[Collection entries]
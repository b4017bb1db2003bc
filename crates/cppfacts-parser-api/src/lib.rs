//! cppfacts Parser API
//!
//! Shared trait and types for parsers that feed the cppfacts index.
//!
//! This crate defines:
//!
//! - **FactParser trait**: The interface a header parser implements
//! - **FileFacts**: Entities published while parsing one file
//! - **Configuration**: Size limits, parallelism and transition strictness
//! - **Metrics**: Performance and success tracking
//! - **Error handling**: Comprehensive error types
//!
//! # Example
//!
//! ```rust,ignore
//! use cppfacts::FactIndex;
//! use cppfacts_parser_api::{FactParser, FileInfo, ParserConfig, ParserError, ParserMetrics};
//! use std::path::Path;
//!
//! struct MyParser {
//!     config: ParserConfig,
//! }
//!
//! impl FactParser for MyParser {
//!     fn language(&self) -> &str {
//!         "cpp"
//!     }
//!
//!     fn file_extensions(&self) -> &[&str] {
//!         &[".h"]
//!     }
//!
//!     fn parse_file(&self, path: &Path, index: &mut FactIndex) -> Result<FileInfo, ParserError> {
//!         todo!()
//!     }
//!
//!     fn parse_source(&self, source: &str, file_path: &Path, index: &mut FactIndex)
//!         -> Result<FileInfo, ParserError> {
//!         todo!()
//!     }
//!
//!     fn config(&self) -> &ParserConfig {
//!         &self.config
//!     }
//!
//!     fn metrics(&self) -> ParserMetrics {
//!         ParserMetrics::default()
//!     }
//!
//!     fn reset_metrics(&mut self) {}
//! }
//! ```

pub mod config;
pub mod errors;
pub mod ir;
pub mod metrics;
pub mod traits;

// Re-export commonly used types
pub use config::ParserConfig;
pub use errors::{ParserError, ParserResult};
pub use ir::FileFacts;
pub use metrics::ParserMetrics;
pub use traits::{FactParser, FileInfo, ProjectInfo};
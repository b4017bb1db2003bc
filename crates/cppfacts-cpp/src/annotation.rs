//! Interpretation of `[[...]]` annotation text.

/// Keywords found in one annotation
#[derive(Debug, Default, Clone, Copy, PartialEq, Eq)]
pub struct AnnotationFlags {
    /// `cereal`: include in generated save/load
    pub cereal: bool,
    /// `get`: generate a getter
    pub get: bool,
    /// `set`: generate a setter
    pub set: bool,
}

impl AnnotationFlags {
    /// Scan annotation text for whole-word keywords.
    ///
    /// Words are split on anything that cannot appear in an identifier, so
    /// `cereal,get`, `cereal, set` and `get(x)` all work while `getter` and
    /// `nodiscard` do not match. Unrecognized words are ignored.
    pub fn parse(text: &str) -> Self {
        let mut flags = Self::default();
        for word in text.split(|c: char| !(c.is_ascii_alphanumeric() || c == '_')) {
            match word {
                "cereal" => flags.cereal = true,
                "get" => flags.get = true,
                "set" => flags.set = true,
                _ => {}
            }
        }
        flags
    }

    pub fn is_empty(&self) -> bool {
        !(self.cereal || self.get || self.set)
    }
}

#[cfg(test)]
mod tests {
    use super::*;

    #[test]
    fn test_combined_keywords() {
        let flags = AnnotationFlags::parse("cereal, get,set");
        assert!(flags.cereal && flags.get && flags.set);
    }

    #[test]
    fn test_whole_words_only() {
        let flags = AnnotationFlags::parse("nodiscard, getter, settings");
        assert!(flags.is_empty());
    }

    #[test]
    fn test_single_keyword() {
        assert_eq!(
            AnnotationFlags::parse(" get "),
            AnnotationFlags {
                get: true,
                ..Default::default()
            }
        );
    }
}
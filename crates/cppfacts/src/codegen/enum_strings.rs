//! `to_string` and `operator<<` generation for enums.
//!
//! Class enums are written as `Qualified::Enum::value`. Plain enums leak
//! their enumerators into the enclosing namespace, so their case labels are
//! qualified by namespace only, and `to_string` returns the bare enumerator.

use crate::model::EnumData;

const GENERATED_BANNER: &str = "/* This is generated code. Do not edit. Unless you really want to. */";

/// Case label for one enumerator
fn case_label(qualified_name: &str, data: &EnumData, identifier: &str) -> String {
    if data.is_class_enum {
        format!("{qualified_name}::{identifier}")
    } else {
        let ns = data.enum_namespace();
        if ns.is_empty() {
            identifier.to_string()
        } else {
            format!("{ns}::{identifier}")
        }
    }
}

/// Header declaring `to_string` and `operator<<` for every enum.
///
/// `enum_header` is the header the enums were parsed from; it is included so
/// the generated declarations can name the enum types.
pub fn generate_header<'a, I>(enums: I, enum_header: &str) -> String
where
    I: IntoIterator<Item = (&'a str, &'a EnumData)>,
{
    let mut out = String::new();
    out.push_str(GENERATED_BANNER);
    out.push_str("\n#pragma once\n#include <string>\n#include <iostream>\n");
    out.push_str(&format!("#include <{enum_header}>\n\n"));

    for (qualified_name, _) in enums {
        out.push_str(&format!(
            "std::string to_string(const {qualified_name}& value); // Converts enum to a string representation\n"
        ));
        out.push_str(&format!(
            "std::ostream& operator<<(std::ostream& stream, const {qualified_name}& value);\n"
        ));
    }
    out
}

/// Source defining the functions declared by [`generate_header`].
pub fn generate_source<'a, I>(enums: I, generated_header: &str) -> String
where
    I: IntoIterator<Item = (&'a str, &'a EnumData)>,
{
    let mut out = String::new();
    out.push_str(GENERATED_BANNER);
    out.push_str(&format!("\n#include <{generated_header}>\n\n"));

    for (qualified_name, data) in enums {
        out.push_str(&format!(
            "std::string to_string(const {qualified_name}& value) {{\n  switch (value) {{\n"
        ));
        for identifier in &data.identifiers {
            let label = case_label(qualified_name, data, identifier);
            let text = if data.is_class_enum {
                label.as_str()
            } else {
                identifier.as_str()
            };
            out.push_str(&format!("    case {label}:\n      return \"{text}\";\n"));
        }
        out.push_str("  }\n  return \"UNKNOWN VALUE\";\n}\n\n");

        out.push_str(&format!(
            "std::ostream& operator<<(std::ostream& stream, const {qualified_name}& value) {{\n  switch (value) {{\n"
        ));
        for identifier in &data.identifiers {
            let label = case_label(qualified_name, data, identifier);
            out.push_str(&format!(
                "    case {label}:\n      stream << \"{label}\";\n      break;\n"
            ));
        }
        out.push_str("    default:\n      stream << \"UNKNOWN VALUE\";\n  }\n  return stream;\n}\n\n");
    }
    out
}

#[cfg(test)]
mod tests {
    use super::*;

    fn trees() -> EnumData {
        EnumData::new("Trees")
            .with_namespaces(vec!["foo".into(), "bar".into()])
            .class_enum()
            .with_identifiers(["theLarch", "larch"])
    }

    fn animals() -> EnumData {
        EnumData::new("Animals")
            .with_namespaces(vec!["animals".into()])
            .with_identifiers(["dog", "cat"])
    }

    #[test]
    fn test_header_declares_each_enum() {
        let trees = trees();
        let header = generate_header([("foo::bar::Trees", &trees)], "enums.h");

        assert!(header.contains("#include <enums.h>"));
        assert!(header.contains("std::string to_string(const foo::bar::Trees& value);"));
        assert!(header.contains("operator<<(std::ostream& stream, const foo::bar::Trees& value);"));
    }

    #[test]
    fn test_class_enum_cases_are_fully_qualified() {
        let trees = trees();
        let source = generate_source([("foo::bar::Trees", &trees)], "enums_gen.h");

        assert!(source.contains("case foo::bar::Trees::theLarch:"));
        assert!(source.contains("return \"foo::bar::Trees::larch\";"));
    }

    #[test]
    fn test_plain_enum_cases_use_namespace() {
        let animals = animals();
        let source = generate_source([("animals::Animals", &animals)], "enums_gen.h");

        assert!(source.contains("case animals::dog:"));
        assert!(source.contains("return \"dog\";"));
        assert!(source.contains("stream << \"animals::cat\";"));
    }

    #[test]
    fn test_global_plain_enum() {
        let colors = EnumData::new("Colors").with_identifiers(["red"]);
        let source = generate_source([("Colors", &colors)], "enums_gen.h");
        assert!(source.contains("case red:"));
    }
}
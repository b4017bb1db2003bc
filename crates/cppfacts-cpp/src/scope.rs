//! Brace depth tracking and balanced group skipping.

use crate::lexical::Cursor;

/// Depth of tracked `{` `}` pairs
#[derive(Debug, Default, Clone, Copy, PartialEq, Eq)]
pub struct ScopeTracker {
    depth: u32,
}

impl ScopeTracker {
    pub fn new() -> Self {
        Self::default()
    }

    pub fn depth(&self) -> u32 {
        self.depth
    }

    pub fn push(&mut self) -> u32 {
        self.depth += 1;
        self.depth
    }

    /// Close one scope. Returns `None` when no scope is open.
    pub fn pop(&mut self) -> Option<u32> {
        self.depth = self.depth.checked_sub(1)?;
        Some(self.depth)
    }
}

/// Consume a balanced `open` ... `close` group starting at the cursor.
///
/// Nested groups of the same delimiter pair only move a depth counter, so
/// nesting is bounded by memory rather than the call stack. String and
/// character literals and comments are stepped over, so delimiters inside
/// them do not count; a digit separator (`1'000`) is not a literal. Scope
/// depth is not touched and nothing is emitted. On failure the cursor is
/// left where it started.
pub fn skip_balanced(cursor: &mut Cursor, open: u8, close: u8) -> bool {
    let mark = cursor.pos();
    if !cursor.eat_byte(open) {
        return false;
    }
    let mut depth = 1usize;
    loop {
        let ok = match cursor.peek() {
            None => false,
            Some(b) if b == close => {
                cursor.bump();
                depth -= 1;
                if depth == 0 {
                    return true;
                }
                true
            }
            Some(b) if b == open => {
                cursor.bump();
                depth += 1;
                true
            }
            Some(b'\'') if cursor.at_digit_separator() => {
                cursor.bump();
                true
            }
            Some(b'"') | Some(b'\'') => skip_literal(cursor),
            Some(b'/') if cursor.starts_with("//") => {
                match cursor.rest().find('\n') {
                    Some(eol) => cursor.advance(eol + 1),
                    None => cursor.advance(cursor.rest().len()),
                }
                true
            }
            Some(b'/') if cursor.starts_with("/*") => match cursor.rest()[2..].find("*/") {
                Some(end) => {
                    cursor.advance(end + 4);
                    true
                }
                None => false,
            },
            Some(_) => {
                cursor.bump();
                true
            }
        };
        if !ok {
            cursor.reset(mark);
            return false;
        }
    }
}

/// Step over a `"..."` or `'...'` literal, honouring backslash escapes
pub fn skip_literal(cursor: &mut Cursor) -> bool {
    let mark = cursor.pos();
    let Some(quote) = cursor.peek() else {
        return false;
    };
    cursor.bump();
    loop {
        match cursor.peek() {
            None => {
                cursor.reset(mark);
                return false;
            }
            Some(b'\\') => cursor.advance(2),
            Some(b) if b == quote => {
                cursor.bump();
                return true;
            }
            Some(_) => cursor.bump(),
        }
    }
}
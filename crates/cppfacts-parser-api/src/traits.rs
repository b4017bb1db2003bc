use crate::{config::ParserConfig, errors::ParserError, metrics::ParserMetrics};
use cppfacts::FactIndex;
use log::{debug, warn};
use serde::{Deserialize, Serialize};
use std::path::{Path, PathBuf};
use std::time::Duration;

/// Information about a successfully parsed file
#[derive(Debug, Clone, PartialEq, Serialize, Deserialize)]
pub struct FileInfo {
    /// Path to the source file
    pub file_path: PathBuf,

    /// Fully qualified names of the enums indexed from this file
    pub enums: Vec<String>,

    /// Fully qualified names of the classes and structs indexed from this file
    pub classes: Vec<String>,

    /// Time taken to parse this file
    #[serde(with = "duration_serde")]
    pub parse_time: Duration,

    /// Number of lines in the file
    pub line_count: usize,

    /// File size in bytes
    pub byte_count: usize,
}

// Helper module for serializing Duration
mod duration_serde {
    use serde::{Deserialize, Deserializer, Serialize, Serializer};
    use std::time::Duration;

    pub fn serialize<S>(duration: &Duration, serializer: S) -> Result<S::Ok, S::Error>
    where
        S: Serializer,
    {
        (duration.as_millis() as u64).serialize(serializer)
    }

    pub fn deserialize<'de, D>(deserializer: D) -> Result<Duration, D::Error>
    where
        D: Deserializer<'de>,
    {
        let millis: u64 = u64::deserialize(deserializer)?;
        Ok(Duration::from_millis(millis))
    }
}

impl FileInfo {
    /// Total number of entities extracted
    pub fn entity_count(&self) -> usize {
        self.enums.len() + self.classes.len()
    }
}

/// Aggregate information about a parsed project
#[derive(Debug, Clone, PartialEq, Serialize, Deserialize)]
pub struct ProjectInfo {
    /// Information about each successfully parsed file
    pub files: Vec<FileInfo>,

    /// Total number of enums across all files
    pub total_enums: usize,

    /// Total number of classes across all files
    pub total_classes: usize,

    /// Total parse time for all files
    #[serde(with = "duration_serde")]
    pub total_parse_time: Duration,

    /// Files that failed to parse (path, error message)
    pub failed_files: Vec<(PathBuf, String)>,
}

impl ProjectInfo {
    /// Empty project summary, filled in with [`ProjectInfo::record`]
    pub fn new() -> Self {
        Self {
            files: Vec::new(),
            total_enums: 0,
            total_classes: 0,
            total_parse_time: Duration::ZERO,
            failed_files: Vec::new(),
        }
    }

    /// Fold one file's outcome into the summary
    pub fn record(&mut self, path: &Path, result: Result<FileInfo, ParserError>) {
        match result {
            Ok(info) => {
                self.total_enums += info.enums.len();
                self.total_classes += info.classes.len();
                self.total_parse_time += info.parse_time;
                self.files.push(info);
            }
            Err(e) => {
                warn!("Failed to parse {}: {e}", path.display());
                self.failed_files.push((path.to_path_buf(), e.to_string()));
            }
        }
    }

    /// Total number of files processed (success + failure)
    pub fn total_files(&self) -> usize {
        self.files.len() + self.failed_files.len()
    }

    /// Success rate (0.0 to 1.0)
    pub fn success_rate(&self) -> f64 {
        if self.total_files() == 0 {
            0.0
        } else {
            self.files.len() as f64 / self.total_files() as f64
        }
    }

    /// Average parse time per file
    pub fn avg_parse_time(&self) -> Duration {
        if self.files.is_empty() {
            Duration::ZERO
        } else {
            self.total_parse_time / self.files.len() as u32
        }
    }
}

impl Default for ProjectInfo {
    fn default() -> Self {
        Self::new()
    }
}

/// Core trait for parsers that extract facts from headers
///
/// Parsers read a source file, run it through their grammar and drivers, and
/// insert every published enum and class into a [`FactIndex`].
///
/// # Thread Safety
/// Implementations must be `Send + Sync` to support parallel parsing.
pub trait FactParser: Send + Sync {
    /// Returns the language identifier (lowercase, e.g., "cpp")
    fn language(&self) -> &str;

    /// Returns supported file extensions (e.g., [".h", ".hpp"])
    fn file_extensions(&self) -> &[&str];

    /// Parse a single file and insert its entities into the index
    ///
    /// **Note on Metrics**: This method updates parser metrics
    /// (files_attempted, files_succeeded, etc.).
    ///
    /// # Errors
    /// Returns `ParserError` if:
    /// - File cannot be read or is larger than `max_file_size`
    /// - The grammar fails to match part of the file
    /// - Strict transitions are enabled and a driver saw an invalid event
    fn parse_file(&self, path: &Path, index: &mut FactIndex) -> Result<FileInfo, ParserError>;

    /// Parse source text and insert its entities into the index
    ///
    /// **Note on Metrics**: This method does NOT update parser metrics.
    /// Only `parse_file()` updates metrics to avoid double-counting when
    /// `parse_source()` is called internally by `parse_file()`.
    ///
    /// # Arguments
    /// * `source` - Header text
    /// * `file_path` - Logical path recorded as `defined_in` for each entity
    /// * `index` - Fact index receiving the entities
    fn parse_source(
        &self,
        source: &str,
        file_path: &Path,
        index: &mut FactIndex,
    ) -> Result<FileInfo, ParserError>;

    /// Parse multiple files (can be overridden for parallel parsing)
    ///
    /// Default implementation parses files sequentially. A file that fails
    /// is recorded in `failed_files` and does not stop the others.
    fn parse_files(
        &self,
        paths: &[PathBuf],
        index: &mut FactIndex,
    ) -> Result<ProjectInfo, ParserError> {
        let mut project = ProjectInfo::new();
        for path in paths {
            let result = self.parse_file(path, index);
            project.record(path, result);
        }
        Ok(project)
    }

    /// Parse a directory recursively
    fn parse_directory(
        &self,
        dir: &Path,
        index: &mut FactIndex,
    ) -> Result<ProjectInfo, ParserError> {
        let paths = self.discover_files(dir)?;
        debug!("Discovered {} files under {}", paths.len(), dir.display());
        self.parse_files(&paths, index)
    }

    /// Discover parseable files in a directory
    ///
    /// Default implementation walks the directory and filters by extension.
    /// Results are sorted so later headers override earlier ones in a
    /// stable order.
    fn discover_files(&self, dir: &Path) -> Result<Vec<PathBuf>, ParserError> {
        use std::fs;

        let mut files = Vec::new();
        let extensions = self.file_extensions();

        fn walk_dir(
            dir: &Path,
            extensions: &[&str],
            files: &mut Vec<PathBuf>,
        ) -> Result<(), ParserError> {
            if !dir.is_dir() {
                return Ok(());
            }

            for entry in
                fs::read_dir(dir).map_err(|e| ParserError::IoError(dir.to_path_buf(), e))?
            {
                let entry = entry.map_err(|e| ParserError::IoError(dir.to_path_buf(), e))?;
                let path = entry.path();

                if path.is_dir() {
                    walk_dir(&path, extensions, files)?;
                } else if let Some(ext) = path.extension() {
                    let ext_str = format!(".{}", ext.to_string_lossy());
                    if extensions.contains(&ext_str.as_str()) {
                        files.push(path);
                    }
                }
            }

            Ok(())
        }

        walk_dir(dir, extensions, &mut files)?;
        files.sort();
        Ok(files)
    }

    /// Check if this parser can handle the given file
    fn can_parse(&self, path: &Path) -> bool {
        if let Some(ext) = path.extension() {
            let ext_str = format!(".{}", ext.to_string_lossy());
            self.file_extensions().contains(&ext_str.as_str())
        } else {
            false
        }
    }

    /// Get parser configuration
    fn config(&self) -> &ParserConfig;

    /// Get accumulated metrics
    fn metrics(&self) -> ParserMetrics;

    /// Reset metrics
    fn reset_metrics(&mut self);
}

• **Task details**
Go over the records above and tally the lines with the word "match" in them. Give the number alone.

• **Exercise response**
8